**What to do**
Copy out every line from the records that includes "mask".

**Given records**
[Start of Attachment]
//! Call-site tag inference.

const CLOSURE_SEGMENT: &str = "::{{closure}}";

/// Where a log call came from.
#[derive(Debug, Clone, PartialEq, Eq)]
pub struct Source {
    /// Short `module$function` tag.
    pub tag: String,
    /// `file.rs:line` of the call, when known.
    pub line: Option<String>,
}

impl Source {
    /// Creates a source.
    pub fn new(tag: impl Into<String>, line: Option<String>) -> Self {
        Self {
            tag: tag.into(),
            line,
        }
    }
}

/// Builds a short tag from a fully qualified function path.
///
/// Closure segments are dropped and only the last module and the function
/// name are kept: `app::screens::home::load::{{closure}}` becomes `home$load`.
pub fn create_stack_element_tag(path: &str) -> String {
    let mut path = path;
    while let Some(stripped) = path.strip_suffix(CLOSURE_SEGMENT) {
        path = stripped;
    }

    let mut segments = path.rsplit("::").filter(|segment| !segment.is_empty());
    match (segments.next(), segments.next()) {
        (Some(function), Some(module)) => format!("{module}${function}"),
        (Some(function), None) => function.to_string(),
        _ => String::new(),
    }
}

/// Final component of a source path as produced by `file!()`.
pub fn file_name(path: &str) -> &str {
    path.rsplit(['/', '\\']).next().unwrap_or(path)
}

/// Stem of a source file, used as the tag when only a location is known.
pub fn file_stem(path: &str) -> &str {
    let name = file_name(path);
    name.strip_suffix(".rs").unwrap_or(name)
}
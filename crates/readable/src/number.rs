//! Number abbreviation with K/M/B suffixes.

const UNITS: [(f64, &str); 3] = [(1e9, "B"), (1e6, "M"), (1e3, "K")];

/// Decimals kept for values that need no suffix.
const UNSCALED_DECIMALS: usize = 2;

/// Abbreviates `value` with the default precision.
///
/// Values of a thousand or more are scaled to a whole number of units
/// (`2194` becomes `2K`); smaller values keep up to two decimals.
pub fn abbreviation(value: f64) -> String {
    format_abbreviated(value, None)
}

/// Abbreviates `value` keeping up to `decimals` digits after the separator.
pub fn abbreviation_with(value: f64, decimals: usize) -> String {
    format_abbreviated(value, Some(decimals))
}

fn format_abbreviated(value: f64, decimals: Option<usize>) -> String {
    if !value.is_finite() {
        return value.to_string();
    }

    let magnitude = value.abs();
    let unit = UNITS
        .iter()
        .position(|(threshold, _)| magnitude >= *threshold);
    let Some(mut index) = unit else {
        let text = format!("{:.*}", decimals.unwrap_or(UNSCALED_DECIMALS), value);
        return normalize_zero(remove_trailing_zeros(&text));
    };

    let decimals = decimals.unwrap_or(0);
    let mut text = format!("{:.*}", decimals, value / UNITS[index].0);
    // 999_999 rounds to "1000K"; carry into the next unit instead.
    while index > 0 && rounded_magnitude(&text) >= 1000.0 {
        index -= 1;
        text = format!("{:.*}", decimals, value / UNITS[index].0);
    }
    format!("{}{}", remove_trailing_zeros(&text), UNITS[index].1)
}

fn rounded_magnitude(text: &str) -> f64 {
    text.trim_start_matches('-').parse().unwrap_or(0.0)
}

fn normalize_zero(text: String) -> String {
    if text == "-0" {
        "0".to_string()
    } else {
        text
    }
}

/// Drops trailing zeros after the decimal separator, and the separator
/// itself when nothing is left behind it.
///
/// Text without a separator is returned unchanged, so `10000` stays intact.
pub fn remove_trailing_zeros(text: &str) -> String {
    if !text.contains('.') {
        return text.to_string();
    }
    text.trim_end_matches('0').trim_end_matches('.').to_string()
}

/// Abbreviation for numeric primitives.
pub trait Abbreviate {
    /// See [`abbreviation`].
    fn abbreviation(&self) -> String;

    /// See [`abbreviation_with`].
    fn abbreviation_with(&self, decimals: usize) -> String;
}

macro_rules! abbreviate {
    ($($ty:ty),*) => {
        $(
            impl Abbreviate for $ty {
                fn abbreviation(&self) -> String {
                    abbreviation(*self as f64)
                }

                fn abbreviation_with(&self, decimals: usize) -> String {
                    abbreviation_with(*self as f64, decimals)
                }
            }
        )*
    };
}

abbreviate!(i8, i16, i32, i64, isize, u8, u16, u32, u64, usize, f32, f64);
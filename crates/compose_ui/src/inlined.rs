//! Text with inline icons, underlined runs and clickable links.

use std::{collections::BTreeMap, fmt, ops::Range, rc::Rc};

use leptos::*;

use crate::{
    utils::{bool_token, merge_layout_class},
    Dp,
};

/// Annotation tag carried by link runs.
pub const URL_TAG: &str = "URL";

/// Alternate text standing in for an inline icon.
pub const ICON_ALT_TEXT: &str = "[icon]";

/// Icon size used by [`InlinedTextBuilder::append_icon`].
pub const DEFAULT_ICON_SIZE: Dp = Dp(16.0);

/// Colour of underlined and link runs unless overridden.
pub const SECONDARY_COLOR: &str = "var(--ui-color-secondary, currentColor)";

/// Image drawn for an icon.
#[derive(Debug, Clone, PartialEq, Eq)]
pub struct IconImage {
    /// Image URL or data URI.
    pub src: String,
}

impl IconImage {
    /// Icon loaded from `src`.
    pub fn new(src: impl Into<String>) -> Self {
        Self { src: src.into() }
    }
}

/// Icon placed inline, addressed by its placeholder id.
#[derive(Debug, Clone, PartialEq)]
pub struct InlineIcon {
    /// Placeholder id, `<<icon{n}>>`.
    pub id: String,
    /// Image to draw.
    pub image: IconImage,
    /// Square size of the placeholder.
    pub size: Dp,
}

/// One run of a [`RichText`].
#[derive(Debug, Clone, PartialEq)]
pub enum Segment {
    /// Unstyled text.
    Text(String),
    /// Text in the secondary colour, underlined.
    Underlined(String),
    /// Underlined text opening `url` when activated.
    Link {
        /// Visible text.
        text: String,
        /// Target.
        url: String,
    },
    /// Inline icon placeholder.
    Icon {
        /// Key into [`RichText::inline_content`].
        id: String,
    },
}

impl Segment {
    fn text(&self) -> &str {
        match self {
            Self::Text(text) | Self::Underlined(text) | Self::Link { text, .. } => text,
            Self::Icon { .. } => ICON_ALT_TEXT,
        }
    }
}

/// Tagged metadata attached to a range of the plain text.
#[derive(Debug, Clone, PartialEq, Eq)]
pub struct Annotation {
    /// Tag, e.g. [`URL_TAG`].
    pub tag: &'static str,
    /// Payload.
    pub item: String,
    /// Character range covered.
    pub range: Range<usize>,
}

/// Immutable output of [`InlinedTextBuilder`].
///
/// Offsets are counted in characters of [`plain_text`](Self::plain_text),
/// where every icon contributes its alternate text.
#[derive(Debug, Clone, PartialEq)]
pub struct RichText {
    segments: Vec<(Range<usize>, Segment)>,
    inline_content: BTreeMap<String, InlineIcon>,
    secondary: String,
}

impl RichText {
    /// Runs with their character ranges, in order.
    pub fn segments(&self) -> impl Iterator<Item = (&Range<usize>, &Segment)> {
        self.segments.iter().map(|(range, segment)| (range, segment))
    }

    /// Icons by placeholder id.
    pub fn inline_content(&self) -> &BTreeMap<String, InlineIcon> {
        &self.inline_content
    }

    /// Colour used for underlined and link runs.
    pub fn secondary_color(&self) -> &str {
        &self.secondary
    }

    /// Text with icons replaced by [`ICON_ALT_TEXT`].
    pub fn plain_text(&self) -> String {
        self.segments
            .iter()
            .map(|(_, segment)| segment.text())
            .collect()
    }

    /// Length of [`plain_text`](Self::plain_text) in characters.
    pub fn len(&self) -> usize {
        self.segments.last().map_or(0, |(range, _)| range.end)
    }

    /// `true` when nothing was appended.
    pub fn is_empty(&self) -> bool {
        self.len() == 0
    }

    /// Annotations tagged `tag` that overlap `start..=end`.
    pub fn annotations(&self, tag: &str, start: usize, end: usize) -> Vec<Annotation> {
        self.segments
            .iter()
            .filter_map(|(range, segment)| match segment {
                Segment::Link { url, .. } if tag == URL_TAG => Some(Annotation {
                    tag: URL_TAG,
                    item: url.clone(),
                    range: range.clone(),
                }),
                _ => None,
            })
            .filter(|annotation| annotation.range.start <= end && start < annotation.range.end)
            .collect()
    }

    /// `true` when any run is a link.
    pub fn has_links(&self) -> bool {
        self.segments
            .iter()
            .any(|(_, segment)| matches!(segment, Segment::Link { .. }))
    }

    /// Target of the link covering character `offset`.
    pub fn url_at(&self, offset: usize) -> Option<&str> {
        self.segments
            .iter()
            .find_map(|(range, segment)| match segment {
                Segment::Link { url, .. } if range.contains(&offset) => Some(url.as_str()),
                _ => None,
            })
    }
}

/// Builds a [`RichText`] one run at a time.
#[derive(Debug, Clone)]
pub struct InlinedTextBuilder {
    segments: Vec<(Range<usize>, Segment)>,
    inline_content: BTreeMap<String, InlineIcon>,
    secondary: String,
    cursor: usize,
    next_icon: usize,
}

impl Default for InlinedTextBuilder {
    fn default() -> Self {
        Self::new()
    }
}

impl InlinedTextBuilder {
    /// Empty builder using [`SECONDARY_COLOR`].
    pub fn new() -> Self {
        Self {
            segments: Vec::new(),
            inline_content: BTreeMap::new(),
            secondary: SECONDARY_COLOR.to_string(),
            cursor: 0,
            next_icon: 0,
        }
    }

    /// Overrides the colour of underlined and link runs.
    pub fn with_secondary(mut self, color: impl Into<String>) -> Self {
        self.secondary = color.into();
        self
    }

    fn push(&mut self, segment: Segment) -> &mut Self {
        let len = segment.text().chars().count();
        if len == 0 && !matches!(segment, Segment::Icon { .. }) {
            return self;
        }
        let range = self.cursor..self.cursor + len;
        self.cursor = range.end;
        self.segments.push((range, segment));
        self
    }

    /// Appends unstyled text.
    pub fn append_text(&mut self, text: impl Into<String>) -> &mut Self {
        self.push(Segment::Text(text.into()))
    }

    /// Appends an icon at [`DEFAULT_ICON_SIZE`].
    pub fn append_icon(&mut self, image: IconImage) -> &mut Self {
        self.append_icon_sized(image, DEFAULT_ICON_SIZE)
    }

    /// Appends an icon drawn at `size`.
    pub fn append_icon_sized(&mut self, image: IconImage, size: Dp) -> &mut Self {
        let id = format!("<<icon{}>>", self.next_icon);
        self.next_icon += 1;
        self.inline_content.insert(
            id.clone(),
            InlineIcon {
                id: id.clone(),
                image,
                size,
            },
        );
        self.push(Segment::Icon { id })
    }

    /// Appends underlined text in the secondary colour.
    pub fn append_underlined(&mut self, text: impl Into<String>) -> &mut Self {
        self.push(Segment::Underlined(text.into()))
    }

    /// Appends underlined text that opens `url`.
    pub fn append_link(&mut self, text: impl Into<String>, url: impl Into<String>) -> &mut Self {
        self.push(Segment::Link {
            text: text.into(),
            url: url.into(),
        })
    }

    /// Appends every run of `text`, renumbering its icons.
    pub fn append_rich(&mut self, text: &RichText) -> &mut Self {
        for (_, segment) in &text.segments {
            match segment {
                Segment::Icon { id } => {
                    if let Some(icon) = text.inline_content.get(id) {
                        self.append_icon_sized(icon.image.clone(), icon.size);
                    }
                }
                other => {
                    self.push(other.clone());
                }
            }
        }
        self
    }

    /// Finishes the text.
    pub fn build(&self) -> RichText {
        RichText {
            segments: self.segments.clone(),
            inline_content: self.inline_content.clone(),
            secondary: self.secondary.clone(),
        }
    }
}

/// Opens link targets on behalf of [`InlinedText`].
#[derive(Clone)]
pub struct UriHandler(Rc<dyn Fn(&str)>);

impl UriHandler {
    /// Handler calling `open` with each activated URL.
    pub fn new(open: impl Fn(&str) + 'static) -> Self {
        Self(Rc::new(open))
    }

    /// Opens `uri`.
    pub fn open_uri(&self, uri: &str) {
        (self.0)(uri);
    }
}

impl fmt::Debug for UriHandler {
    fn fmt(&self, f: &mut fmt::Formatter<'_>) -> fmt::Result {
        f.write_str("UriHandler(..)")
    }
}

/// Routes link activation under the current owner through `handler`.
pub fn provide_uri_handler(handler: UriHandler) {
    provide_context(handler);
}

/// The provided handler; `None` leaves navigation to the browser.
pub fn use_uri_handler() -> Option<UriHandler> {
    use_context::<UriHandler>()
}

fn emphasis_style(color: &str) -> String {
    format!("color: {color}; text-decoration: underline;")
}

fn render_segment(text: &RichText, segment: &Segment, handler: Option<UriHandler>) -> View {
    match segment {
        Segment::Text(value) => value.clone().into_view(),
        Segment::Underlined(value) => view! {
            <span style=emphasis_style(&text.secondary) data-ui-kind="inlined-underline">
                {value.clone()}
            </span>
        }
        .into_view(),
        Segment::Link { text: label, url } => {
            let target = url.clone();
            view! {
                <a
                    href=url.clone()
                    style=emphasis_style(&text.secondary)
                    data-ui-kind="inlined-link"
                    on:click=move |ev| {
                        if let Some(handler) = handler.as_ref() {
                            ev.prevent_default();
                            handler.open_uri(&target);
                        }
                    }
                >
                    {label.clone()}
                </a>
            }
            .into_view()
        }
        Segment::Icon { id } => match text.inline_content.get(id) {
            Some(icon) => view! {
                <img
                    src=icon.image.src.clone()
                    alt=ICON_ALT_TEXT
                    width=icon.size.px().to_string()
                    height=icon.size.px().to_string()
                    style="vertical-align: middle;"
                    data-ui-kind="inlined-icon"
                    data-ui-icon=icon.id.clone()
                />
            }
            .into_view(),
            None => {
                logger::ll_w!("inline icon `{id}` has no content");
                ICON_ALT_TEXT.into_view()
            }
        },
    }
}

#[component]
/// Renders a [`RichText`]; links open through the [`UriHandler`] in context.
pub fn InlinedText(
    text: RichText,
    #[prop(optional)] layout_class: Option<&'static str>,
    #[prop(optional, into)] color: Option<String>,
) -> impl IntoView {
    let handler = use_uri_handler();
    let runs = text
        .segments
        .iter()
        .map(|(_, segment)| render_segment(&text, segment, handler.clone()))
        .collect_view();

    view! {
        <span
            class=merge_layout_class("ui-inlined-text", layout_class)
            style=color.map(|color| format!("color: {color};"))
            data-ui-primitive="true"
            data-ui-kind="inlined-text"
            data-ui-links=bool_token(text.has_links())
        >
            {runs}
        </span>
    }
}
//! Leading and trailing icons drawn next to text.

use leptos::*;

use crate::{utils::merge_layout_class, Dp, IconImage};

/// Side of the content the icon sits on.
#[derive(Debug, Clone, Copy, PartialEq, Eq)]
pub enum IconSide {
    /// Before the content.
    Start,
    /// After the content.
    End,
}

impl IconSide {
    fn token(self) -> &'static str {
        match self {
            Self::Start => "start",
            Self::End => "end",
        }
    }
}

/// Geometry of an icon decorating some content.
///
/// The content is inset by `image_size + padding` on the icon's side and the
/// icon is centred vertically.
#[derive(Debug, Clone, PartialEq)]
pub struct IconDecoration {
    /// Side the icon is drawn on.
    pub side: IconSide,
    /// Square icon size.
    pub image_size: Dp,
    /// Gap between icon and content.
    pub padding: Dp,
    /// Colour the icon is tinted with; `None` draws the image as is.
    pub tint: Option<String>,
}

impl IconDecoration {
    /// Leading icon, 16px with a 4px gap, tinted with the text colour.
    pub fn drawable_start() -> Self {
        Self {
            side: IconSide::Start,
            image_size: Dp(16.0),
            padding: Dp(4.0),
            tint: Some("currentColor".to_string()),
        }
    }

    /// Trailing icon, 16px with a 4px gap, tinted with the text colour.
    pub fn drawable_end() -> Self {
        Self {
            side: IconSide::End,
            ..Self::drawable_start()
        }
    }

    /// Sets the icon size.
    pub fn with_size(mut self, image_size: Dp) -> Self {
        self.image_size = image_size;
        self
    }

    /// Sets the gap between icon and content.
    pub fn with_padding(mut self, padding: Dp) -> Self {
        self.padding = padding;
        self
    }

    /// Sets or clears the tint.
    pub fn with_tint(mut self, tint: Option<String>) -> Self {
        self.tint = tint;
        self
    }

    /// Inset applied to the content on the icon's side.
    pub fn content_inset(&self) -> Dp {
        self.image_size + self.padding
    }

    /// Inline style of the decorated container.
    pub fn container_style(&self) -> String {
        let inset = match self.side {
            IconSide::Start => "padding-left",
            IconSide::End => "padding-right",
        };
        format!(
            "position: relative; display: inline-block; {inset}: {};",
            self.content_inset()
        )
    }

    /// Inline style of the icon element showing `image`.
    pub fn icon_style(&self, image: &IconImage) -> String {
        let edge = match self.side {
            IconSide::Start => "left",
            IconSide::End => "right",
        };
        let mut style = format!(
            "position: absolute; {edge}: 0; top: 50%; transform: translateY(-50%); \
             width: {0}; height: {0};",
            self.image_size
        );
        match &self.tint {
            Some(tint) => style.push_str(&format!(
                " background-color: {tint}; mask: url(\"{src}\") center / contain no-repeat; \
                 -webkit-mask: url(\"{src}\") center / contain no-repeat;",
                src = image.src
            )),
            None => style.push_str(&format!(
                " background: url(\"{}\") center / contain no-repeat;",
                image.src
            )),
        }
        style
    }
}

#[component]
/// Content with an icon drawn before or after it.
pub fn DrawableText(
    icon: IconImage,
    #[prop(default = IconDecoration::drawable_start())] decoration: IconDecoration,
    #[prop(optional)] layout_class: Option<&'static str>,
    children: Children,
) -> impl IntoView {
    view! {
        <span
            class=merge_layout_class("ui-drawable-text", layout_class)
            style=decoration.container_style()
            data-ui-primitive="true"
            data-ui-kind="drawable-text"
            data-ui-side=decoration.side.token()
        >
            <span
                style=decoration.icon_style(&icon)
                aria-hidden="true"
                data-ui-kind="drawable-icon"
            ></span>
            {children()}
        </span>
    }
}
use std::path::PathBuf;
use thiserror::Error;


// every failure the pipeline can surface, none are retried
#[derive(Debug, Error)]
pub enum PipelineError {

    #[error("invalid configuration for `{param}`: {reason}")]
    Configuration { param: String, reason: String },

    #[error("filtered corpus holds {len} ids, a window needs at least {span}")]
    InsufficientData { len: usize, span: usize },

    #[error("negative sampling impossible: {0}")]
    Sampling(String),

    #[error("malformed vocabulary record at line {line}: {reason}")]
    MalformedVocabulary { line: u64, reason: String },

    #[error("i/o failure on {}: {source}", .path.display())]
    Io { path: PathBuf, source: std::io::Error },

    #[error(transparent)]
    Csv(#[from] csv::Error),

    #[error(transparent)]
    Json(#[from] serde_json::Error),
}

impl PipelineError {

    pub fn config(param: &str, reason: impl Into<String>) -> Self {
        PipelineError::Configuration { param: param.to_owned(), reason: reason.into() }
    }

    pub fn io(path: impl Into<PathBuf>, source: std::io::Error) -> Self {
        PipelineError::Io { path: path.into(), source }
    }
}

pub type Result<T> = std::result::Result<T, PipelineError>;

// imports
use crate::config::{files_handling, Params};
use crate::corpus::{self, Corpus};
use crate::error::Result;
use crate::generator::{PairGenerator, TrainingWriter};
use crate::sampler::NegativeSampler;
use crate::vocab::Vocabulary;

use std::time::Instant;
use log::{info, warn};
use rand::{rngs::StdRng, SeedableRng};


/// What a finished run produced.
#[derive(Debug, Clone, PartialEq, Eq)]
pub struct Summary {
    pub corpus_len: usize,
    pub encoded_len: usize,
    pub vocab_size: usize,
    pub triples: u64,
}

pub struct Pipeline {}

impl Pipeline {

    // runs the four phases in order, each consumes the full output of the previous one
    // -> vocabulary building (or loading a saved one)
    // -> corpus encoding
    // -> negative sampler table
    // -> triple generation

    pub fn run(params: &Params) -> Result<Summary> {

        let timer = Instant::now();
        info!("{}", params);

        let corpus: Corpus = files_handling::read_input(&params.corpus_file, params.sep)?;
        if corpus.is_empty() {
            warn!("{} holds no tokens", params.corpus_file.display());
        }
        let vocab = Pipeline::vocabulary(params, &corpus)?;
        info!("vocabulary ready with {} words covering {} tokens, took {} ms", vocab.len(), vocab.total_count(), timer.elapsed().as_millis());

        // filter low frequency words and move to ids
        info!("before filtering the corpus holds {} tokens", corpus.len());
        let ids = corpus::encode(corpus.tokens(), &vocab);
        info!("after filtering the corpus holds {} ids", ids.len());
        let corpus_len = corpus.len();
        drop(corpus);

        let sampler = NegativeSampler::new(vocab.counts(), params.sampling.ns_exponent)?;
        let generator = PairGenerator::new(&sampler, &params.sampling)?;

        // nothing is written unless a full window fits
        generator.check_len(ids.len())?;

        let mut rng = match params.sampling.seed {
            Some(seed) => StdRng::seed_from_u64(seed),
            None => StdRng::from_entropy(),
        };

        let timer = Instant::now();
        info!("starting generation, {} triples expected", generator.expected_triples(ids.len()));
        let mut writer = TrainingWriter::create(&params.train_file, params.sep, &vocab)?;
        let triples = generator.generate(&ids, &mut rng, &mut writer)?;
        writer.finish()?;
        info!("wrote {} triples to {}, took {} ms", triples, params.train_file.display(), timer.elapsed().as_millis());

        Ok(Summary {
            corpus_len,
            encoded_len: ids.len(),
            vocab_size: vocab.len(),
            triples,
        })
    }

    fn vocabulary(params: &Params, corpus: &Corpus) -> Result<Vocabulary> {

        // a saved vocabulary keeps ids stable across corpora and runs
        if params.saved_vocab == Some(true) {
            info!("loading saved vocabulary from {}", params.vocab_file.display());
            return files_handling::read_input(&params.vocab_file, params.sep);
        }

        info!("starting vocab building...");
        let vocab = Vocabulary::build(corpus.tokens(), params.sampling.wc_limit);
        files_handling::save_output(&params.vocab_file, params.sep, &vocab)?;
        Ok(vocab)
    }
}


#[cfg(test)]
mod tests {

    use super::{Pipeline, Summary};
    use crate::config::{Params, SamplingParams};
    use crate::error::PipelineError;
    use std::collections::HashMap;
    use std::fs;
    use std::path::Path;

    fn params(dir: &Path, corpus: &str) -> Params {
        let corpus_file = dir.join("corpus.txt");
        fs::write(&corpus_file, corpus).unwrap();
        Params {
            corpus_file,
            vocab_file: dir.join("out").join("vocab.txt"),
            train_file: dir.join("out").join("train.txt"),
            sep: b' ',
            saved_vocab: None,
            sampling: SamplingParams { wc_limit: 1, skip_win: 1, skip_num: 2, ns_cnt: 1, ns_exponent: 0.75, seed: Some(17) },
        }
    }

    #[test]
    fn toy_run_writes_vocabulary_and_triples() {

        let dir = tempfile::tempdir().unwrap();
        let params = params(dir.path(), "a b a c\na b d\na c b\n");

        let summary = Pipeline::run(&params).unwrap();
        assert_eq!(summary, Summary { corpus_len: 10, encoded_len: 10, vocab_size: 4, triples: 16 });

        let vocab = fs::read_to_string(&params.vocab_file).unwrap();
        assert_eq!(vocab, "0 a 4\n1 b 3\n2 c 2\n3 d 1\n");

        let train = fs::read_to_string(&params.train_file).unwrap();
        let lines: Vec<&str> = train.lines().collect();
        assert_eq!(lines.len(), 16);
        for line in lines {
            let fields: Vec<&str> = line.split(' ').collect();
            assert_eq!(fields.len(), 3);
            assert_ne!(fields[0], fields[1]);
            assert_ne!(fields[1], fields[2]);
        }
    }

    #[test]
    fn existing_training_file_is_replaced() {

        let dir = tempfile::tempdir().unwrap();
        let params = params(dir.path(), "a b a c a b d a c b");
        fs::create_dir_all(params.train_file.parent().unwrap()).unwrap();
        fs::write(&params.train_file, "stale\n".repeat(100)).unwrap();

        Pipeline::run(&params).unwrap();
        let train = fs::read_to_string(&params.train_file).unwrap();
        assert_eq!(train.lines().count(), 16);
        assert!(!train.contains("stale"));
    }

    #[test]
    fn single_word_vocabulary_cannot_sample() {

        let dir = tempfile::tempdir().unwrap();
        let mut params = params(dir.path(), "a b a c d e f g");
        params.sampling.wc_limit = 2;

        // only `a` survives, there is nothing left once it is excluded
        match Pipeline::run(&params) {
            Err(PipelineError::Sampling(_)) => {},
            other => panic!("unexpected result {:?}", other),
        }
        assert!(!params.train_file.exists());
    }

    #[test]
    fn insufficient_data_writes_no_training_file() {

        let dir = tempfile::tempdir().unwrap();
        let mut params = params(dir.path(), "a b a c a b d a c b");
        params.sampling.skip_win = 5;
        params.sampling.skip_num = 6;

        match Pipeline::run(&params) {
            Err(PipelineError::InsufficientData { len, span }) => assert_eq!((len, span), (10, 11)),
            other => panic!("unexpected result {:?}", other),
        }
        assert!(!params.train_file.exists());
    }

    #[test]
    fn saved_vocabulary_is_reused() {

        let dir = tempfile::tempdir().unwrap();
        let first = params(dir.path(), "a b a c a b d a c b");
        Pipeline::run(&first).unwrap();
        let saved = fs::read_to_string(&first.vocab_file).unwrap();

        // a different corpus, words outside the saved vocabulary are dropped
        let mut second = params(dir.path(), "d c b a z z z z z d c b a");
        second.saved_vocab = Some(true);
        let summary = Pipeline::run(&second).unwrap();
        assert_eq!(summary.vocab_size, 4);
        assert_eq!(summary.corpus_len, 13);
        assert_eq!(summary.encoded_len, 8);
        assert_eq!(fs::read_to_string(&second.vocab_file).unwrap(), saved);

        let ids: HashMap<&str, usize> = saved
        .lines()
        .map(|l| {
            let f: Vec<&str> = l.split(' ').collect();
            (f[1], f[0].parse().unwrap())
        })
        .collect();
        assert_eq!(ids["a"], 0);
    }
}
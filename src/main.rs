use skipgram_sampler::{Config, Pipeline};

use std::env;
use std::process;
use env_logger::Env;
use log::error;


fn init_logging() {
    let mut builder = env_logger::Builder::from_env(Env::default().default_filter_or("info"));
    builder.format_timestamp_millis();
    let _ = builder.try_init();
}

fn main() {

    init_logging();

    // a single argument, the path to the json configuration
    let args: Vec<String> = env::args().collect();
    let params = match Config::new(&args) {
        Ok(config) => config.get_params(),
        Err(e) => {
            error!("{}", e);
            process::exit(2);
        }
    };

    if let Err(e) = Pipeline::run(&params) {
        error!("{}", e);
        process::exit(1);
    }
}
[End of Attachment]
**Solved problem**
                " background-color: {tint}; mask: url(\"{src}\") center / contain no-repeat; \
                 -webkit-mask: url(\"{src}\") center / contain no-repeat;",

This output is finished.